**RECORDED DATA**:
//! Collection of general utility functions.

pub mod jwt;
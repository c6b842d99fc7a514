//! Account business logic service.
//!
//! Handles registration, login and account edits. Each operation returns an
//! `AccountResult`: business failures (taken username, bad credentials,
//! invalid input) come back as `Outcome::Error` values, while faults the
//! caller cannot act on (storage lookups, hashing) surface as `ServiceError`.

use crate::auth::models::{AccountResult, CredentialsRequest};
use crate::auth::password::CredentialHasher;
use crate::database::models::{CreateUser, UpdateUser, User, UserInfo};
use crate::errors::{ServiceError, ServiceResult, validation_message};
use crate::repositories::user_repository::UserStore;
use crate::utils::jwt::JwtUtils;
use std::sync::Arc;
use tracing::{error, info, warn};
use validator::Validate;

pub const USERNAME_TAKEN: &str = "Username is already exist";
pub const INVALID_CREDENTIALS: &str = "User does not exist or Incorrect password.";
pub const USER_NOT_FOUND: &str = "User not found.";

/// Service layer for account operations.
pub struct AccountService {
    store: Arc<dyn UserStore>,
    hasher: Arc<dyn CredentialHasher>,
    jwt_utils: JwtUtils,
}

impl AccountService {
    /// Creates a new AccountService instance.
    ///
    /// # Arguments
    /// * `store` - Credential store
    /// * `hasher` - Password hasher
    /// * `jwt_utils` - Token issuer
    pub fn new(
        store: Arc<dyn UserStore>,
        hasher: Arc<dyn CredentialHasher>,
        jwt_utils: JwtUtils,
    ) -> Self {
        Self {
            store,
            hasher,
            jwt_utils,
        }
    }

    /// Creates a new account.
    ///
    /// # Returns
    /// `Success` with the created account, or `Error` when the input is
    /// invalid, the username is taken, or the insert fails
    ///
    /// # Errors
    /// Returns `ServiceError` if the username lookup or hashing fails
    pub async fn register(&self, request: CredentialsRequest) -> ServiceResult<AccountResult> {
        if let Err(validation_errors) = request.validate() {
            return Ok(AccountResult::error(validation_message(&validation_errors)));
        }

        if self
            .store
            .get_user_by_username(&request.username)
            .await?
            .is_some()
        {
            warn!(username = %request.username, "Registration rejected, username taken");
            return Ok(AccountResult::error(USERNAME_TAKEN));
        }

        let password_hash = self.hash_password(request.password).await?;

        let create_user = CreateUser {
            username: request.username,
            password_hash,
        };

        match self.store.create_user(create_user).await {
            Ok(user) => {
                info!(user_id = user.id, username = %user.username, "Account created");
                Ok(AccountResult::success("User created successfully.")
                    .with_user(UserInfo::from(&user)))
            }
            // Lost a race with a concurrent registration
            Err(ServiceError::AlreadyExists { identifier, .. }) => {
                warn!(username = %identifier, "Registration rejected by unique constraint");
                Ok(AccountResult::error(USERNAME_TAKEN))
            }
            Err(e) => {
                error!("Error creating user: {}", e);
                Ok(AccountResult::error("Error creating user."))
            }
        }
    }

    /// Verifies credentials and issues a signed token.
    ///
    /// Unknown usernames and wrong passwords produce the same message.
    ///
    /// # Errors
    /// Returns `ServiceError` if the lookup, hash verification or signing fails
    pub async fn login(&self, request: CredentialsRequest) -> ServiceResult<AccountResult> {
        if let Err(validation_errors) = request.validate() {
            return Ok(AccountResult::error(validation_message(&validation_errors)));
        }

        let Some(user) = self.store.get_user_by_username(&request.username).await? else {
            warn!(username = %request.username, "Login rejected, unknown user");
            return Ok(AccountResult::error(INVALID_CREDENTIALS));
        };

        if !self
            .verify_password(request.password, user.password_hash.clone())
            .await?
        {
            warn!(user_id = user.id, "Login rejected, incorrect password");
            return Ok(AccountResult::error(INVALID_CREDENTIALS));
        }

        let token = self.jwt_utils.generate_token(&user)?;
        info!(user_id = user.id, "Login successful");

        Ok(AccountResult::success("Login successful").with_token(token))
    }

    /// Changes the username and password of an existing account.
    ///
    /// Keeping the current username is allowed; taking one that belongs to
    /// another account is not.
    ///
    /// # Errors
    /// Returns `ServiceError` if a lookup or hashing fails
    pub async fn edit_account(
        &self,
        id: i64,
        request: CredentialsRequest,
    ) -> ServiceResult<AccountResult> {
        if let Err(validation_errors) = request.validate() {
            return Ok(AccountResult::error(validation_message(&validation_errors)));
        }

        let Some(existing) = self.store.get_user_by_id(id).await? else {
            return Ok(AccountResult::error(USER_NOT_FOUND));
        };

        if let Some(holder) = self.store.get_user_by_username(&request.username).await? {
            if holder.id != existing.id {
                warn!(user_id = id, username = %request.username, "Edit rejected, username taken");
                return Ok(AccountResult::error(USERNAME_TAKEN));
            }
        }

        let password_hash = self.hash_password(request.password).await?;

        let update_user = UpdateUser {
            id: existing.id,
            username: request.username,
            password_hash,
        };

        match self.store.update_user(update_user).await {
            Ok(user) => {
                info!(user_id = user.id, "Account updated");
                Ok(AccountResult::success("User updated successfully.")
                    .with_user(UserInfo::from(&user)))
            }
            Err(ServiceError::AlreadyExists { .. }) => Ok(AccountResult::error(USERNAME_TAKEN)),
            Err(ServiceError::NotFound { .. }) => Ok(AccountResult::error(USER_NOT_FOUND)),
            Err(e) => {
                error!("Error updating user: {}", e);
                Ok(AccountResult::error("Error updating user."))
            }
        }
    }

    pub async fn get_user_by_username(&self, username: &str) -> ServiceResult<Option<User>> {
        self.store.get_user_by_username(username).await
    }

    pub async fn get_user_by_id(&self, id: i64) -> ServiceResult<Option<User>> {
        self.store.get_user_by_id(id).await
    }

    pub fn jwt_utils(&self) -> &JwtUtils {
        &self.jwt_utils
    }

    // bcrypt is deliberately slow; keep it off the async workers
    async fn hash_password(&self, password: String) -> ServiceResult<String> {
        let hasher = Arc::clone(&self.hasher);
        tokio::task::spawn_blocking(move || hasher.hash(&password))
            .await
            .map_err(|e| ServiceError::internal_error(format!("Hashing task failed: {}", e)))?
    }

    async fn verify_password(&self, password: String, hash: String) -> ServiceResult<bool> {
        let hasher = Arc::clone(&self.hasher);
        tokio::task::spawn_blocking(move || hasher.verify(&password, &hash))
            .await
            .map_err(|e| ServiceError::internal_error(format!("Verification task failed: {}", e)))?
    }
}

==

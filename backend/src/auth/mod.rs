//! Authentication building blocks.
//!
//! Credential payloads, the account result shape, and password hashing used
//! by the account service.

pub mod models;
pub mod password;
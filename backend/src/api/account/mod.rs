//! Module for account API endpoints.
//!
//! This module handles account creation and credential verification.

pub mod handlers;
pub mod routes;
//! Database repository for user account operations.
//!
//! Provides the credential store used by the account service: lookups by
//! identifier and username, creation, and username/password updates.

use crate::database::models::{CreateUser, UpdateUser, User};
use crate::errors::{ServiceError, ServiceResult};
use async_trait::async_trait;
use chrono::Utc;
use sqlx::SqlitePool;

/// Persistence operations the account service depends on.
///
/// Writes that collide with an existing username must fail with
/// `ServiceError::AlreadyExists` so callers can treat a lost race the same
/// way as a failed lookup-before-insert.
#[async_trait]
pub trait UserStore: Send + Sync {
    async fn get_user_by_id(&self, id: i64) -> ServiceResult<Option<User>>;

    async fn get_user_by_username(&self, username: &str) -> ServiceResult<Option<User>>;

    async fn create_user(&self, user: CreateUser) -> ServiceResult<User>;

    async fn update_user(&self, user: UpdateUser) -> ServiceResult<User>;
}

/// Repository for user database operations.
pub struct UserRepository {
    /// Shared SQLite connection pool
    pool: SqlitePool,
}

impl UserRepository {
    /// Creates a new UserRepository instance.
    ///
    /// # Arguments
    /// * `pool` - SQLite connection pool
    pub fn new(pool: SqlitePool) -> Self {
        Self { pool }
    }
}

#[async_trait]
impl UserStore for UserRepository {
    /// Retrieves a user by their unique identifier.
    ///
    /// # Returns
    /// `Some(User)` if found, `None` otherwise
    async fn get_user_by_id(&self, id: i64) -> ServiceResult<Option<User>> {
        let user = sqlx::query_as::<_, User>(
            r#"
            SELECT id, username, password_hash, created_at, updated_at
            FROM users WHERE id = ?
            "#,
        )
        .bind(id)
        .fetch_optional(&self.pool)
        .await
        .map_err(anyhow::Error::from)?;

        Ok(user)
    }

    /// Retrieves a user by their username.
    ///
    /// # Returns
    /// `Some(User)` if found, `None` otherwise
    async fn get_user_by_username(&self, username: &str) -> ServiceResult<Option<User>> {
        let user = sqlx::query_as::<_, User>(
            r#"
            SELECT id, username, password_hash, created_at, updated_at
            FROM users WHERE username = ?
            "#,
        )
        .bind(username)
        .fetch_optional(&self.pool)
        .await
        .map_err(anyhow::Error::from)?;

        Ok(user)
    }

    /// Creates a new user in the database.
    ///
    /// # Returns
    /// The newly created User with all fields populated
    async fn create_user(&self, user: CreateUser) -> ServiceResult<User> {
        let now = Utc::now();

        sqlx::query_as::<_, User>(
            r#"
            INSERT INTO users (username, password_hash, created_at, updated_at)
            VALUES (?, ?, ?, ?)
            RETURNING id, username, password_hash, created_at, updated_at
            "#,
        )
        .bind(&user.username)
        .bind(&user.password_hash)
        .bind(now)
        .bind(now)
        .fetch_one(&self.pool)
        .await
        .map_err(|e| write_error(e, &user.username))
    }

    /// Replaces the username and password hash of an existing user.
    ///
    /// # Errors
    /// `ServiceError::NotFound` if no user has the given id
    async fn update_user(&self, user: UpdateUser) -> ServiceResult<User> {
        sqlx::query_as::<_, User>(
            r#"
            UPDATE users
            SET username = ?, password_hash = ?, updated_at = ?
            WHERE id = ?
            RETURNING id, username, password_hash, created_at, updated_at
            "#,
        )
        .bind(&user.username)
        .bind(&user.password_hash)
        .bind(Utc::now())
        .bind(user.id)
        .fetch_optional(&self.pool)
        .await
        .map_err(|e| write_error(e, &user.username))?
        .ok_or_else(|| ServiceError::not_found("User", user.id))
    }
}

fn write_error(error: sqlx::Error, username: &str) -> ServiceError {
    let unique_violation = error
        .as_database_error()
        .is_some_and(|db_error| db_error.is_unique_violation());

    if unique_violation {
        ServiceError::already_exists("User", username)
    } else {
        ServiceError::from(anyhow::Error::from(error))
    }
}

--

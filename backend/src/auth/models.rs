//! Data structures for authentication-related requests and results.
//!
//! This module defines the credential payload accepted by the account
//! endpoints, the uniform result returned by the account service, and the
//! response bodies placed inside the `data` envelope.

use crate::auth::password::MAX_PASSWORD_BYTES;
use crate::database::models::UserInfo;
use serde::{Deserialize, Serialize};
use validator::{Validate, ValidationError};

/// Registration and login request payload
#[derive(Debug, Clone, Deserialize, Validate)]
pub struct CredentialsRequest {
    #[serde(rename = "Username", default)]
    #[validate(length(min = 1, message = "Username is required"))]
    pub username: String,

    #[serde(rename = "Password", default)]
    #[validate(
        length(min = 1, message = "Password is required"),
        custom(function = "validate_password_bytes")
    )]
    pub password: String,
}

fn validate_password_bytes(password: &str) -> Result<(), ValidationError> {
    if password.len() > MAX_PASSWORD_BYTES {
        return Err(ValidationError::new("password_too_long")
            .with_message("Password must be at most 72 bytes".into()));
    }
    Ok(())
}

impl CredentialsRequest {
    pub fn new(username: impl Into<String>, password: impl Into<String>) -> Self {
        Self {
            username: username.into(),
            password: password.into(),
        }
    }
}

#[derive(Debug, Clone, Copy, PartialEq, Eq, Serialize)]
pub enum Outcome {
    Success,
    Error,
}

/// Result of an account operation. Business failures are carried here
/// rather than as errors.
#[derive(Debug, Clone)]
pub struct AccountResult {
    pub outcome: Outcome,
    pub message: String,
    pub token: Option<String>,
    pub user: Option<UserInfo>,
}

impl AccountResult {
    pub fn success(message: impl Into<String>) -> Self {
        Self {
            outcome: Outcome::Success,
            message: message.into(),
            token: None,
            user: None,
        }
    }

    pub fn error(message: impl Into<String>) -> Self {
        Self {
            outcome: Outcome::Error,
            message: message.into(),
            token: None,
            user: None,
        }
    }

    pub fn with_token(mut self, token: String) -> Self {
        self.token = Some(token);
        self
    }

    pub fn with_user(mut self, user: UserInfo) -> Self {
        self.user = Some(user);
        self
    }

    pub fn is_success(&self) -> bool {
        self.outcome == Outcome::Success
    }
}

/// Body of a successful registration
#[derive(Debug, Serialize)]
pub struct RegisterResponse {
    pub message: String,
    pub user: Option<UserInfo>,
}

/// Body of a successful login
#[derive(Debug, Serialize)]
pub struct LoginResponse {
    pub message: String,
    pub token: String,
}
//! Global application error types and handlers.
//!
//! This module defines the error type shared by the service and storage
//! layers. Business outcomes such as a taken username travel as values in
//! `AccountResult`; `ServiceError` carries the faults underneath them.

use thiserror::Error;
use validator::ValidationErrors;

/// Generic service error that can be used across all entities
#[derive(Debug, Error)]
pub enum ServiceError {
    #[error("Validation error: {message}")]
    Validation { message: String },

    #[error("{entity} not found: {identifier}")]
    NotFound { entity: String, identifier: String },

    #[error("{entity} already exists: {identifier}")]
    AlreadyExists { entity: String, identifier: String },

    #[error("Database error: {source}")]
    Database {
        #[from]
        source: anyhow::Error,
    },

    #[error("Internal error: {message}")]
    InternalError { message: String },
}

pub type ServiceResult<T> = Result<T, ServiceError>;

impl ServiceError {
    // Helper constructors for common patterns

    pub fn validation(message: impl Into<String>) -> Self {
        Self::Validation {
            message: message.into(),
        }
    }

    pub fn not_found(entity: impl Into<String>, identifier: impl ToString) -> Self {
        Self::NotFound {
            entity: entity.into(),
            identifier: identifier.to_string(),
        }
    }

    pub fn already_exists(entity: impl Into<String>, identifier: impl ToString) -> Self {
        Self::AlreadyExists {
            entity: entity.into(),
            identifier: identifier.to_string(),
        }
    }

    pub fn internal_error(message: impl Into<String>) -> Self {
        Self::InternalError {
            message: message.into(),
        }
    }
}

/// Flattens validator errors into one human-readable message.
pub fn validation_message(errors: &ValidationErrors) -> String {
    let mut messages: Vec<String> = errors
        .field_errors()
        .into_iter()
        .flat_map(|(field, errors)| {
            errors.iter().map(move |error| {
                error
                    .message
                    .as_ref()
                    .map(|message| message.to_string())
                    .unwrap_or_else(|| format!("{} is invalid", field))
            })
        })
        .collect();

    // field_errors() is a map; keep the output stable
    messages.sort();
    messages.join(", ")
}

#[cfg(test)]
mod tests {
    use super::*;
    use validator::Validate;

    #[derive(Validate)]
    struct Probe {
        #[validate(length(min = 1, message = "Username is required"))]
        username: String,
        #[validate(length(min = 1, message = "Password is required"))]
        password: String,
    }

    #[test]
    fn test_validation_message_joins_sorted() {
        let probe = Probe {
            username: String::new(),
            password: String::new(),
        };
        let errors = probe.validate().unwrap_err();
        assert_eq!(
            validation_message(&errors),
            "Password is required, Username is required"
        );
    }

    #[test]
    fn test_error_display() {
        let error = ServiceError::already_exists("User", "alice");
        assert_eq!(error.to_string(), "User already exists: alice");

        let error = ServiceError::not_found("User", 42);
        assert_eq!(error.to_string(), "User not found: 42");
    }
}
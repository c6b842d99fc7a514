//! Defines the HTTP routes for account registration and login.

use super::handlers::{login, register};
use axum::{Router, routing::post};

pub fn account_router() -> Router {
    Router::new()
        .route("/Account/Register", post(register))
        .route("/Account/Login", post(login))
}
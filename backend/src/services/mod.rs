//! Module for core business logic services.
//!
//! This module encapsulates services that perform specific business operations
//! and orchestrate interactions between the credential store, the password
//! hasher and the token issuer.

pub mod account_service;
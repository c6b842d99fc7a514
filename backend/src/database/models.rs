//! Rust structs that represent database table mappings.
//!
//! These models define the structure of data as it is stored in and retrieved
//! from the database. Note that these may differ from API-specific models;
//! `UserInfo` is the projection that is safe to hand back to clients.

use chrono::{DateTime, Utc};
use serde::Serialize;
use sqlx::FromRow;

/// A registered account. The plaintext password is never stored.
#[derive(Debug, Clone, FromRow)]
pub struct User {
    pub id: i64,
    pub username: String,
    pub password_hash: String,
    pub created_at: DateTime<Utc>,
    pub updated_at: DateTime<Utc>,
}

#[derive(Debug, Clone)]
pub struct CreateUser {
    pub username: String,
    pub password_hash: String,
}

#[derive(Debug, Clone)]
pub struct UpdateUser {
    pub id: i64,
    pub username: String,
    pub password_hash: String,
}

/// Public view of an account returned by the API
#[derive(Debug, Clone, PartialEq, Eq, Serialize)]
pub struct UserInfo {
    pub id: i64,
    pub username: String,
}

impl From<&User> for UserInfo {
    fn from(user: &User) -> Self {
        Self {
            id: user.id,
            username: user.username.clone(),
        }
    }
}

**WHAT IS NEEDED**:
Begin with the line that has "general utility functions." in the listing above and end after the line that has "while faults the"; output those lines exactly.

**ANSWER SPACE**:
//! Collection of general utility functions.

pub mod jwt;
repository c6b842d99fc7a514
//! Account business logic service.
//!
//! Handles registration, login and account edits. Each operation returns an
//! `AccountResult`: business failures (taken username, bad credentials,
//! invalid input) come back as `Outcome::Error` values, while faults the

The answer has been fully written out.